SUPPLIED MATERIAL →
--*--

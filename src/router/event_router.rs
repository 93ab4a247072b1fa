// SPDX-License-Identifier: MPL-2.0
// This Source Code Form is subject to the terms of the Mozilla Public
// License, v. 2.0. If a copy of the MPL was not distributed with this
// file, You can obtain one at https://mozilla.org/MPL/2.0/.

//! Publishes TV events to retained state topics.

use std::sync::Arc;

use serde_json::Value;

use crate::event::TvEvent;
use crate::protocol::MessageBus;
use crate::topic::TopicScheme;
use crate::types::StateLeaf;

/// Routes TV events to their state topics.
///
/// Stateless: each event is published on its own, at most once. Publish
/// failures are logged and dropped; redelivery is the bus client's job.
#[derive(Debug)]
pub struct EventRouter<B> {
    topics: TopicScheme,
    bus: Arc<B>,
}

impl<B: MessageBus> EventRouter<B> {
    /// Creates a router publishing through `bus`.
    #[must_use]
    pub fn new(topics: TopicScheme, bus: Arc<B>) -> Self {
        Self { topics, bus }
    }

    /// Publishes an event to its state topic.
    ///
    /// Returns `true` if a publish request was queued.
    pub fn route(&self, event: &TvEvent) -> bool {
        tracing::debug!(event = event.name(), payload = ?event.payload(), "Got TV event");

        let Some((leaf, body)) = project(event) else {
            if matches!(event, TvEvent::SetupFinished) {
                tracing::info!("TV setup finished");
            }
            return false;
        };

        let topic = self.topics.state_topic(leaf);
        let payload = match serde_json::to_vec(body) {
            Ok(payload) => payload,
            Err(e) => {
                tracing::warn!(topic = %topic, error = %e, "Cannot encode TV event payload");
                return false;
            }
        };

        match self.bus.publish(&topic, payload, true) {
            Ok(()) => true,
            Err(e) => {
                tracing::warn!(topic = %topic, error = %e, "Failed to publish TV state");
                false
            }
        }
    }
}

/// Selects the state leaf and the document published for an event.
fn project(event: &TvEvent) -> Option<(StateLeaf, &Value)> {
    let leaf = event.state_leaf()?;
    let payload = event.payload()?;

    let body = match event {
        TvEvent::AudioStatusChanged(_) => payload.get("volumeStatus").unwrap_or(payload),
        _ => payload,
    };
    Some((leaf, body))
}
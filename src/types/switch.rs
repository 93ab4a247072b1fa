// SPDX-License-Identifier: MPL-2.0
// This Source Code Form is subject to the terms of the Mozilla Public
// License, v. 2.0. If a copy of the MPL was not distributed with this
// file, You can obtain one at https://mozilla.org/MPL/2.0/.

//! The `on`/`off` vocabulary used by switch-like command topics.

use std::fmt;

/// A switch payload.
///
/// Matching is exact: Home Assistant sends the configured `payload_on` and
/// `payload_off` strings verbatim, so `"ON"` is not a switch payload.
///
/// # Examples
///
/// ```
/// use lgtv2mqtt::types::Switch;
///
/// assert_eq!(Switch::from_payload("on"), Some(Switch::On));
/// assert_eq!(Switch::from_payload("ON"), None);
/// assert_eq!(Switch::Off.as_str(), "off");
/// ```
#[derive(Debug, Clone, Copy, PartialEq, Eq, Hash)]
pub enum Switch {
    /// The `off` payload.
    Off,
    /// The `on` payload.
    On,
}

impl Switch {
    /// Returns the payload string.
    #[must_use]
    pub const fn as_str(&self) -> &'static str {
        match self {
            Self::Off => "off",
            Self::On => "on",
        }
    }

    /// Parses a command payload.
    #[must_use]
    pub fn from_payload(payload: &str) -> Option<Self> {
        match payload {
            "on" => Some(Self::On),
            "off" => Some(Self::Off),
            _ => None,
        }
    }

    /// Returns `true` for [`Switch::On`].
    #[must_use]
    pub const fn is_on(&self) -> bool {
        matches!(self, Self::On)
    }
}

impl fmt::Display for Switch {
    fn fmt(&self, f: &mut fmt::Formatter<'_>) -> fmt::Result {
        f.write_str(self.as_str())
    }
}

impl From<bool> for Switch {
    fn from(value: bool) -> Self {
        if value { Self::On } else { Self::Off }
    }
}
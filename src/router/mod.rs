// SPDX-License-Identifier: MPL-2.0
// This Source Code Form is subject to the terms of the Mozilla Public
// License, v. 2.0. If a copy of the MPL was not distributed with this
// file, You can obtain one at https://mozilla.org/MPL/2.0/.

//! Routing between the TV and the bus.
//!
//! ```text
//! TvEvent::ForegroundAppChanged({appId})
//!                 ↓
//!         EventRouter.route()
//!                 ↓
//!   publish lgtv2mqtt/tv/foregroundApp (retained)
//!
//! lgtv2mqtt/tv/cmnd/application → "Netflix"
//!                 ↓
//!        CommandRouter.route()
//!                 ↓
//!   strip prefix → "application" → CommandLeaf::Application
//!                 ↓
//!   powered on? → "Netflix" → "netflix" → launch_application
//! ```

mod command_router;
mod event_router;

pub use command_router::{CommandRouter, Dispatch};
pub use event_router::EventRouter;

--*--

YOUR GOAL →
Using the listing, filter for "project" and return the matching lines.

RESPONSE TO THE TASK →
        let Some((leaf, body)) = project(event) else {
fn project(event: &TvEvent) -> Option<(StateLeaf, &Value)> {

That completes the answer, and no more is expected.